What the task asks
Transcribe exactly the line that contains "if self.event_capacity == 0" and every line after it through the end of the records, with nothing else.

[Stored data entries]
════════
/*
    store - The authoritative replicated state layer

    Handles:
    - The per-key unit of replication (Entry)
    - The CRDT map and its single merge path (ReplicaStore)
    - The value-only snapshot projection exposed to observers
    - Change notifications
*/

pub mod entry;
pub mod replica_store;

pub use entry::{Entry, Key, Value};
pub use replica_store::{KvChange, ReplicaStore};
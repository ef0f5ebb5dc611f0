/*
    sync - Replication protocol

    Two message flows over one schema: a full-state push when a peer link
    opens, and an incremental broadcast on every local mutation. Inbound
    frames are decoded and fed into the store's single merge path.
*/

pub mod engine;
pub mod wire;

pub use engine::Replica;
pub use wire::{SyncMessage, WireError, KV_CHANNEL_LABEL};
/*
    config.rs - Replica configuration

    Small by design: the engine needs a stable replica identity and a
    buffer size for its change-notification channel. Transport settings
    live with the transport.
*/

use serde::{Deserialize, Serialize};
use thiserror::Error;
use uuid::Uuid;

/// Errors raised by configuration validation
#[derive(Debug, Error)]
pub enum ConfigError {
    /// Replica id must be non-empty; it participates in conflict resolution
    #[error("invalid replica id: {0}")]
    InvalidReplicaId(String),

    /// Event channel capacity must be non-zero
    #[error("invalid event capacity: {0}")]
    InvalidEventCapacity(usize),
}

/// Configuration for one replica
#[derive(Debug, Clone, Serialize, Deserialize)]
pub struct ReplicaConfig {
    /// Stable identifier of this replica
    ///
    /// Used as the conflict-resolution tiebreaker, so it must be unique
    /// across the mesh.
    pub replica_id: String,

    /// Capacity of the change-notification broadcast channel
    pub event_capacity: usize,
}

impl Default for ReplicaConfig {
    fn default() -> Self {
        ReplicaConfig { replica_id: Uuid::new_v4().to_string(), event_capacity: 64 }
    }
}

impl ReplicaConfig {
    /// Create a configuration with the given replica id
    pub fn new(replica_id: impl Into<String>) -> Self {
        ReplicaConfig { replica_id: replica_id.into(), ..Default::default() }
    }

    /// Set the change-notification channel capacity
    pub fn with_event_capacity(mut self, capacity: usize) -> Self {
        self.event_capacity = capacity;
        self
    }

    /// Validate the configuration
    pub fn validate(&self) -> Result<(), ConfigError> {
        if self.replica_id.is_empty() {
            return Err(ConfigError::InvalidReplicaId("must not be empty".to_string()));
        }
        if self.event_capacity == 0 {
            return Err(ConfigError::InvalidEventCapacity(self.event_capacity));
        }
        Ok(())
    }
}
════════
Written response
        if self.event_capacity == 0 {
            return Err(ConfigError::InvalidEventCapacity(self.event_capacity));
        }
        Ok(())
    }
}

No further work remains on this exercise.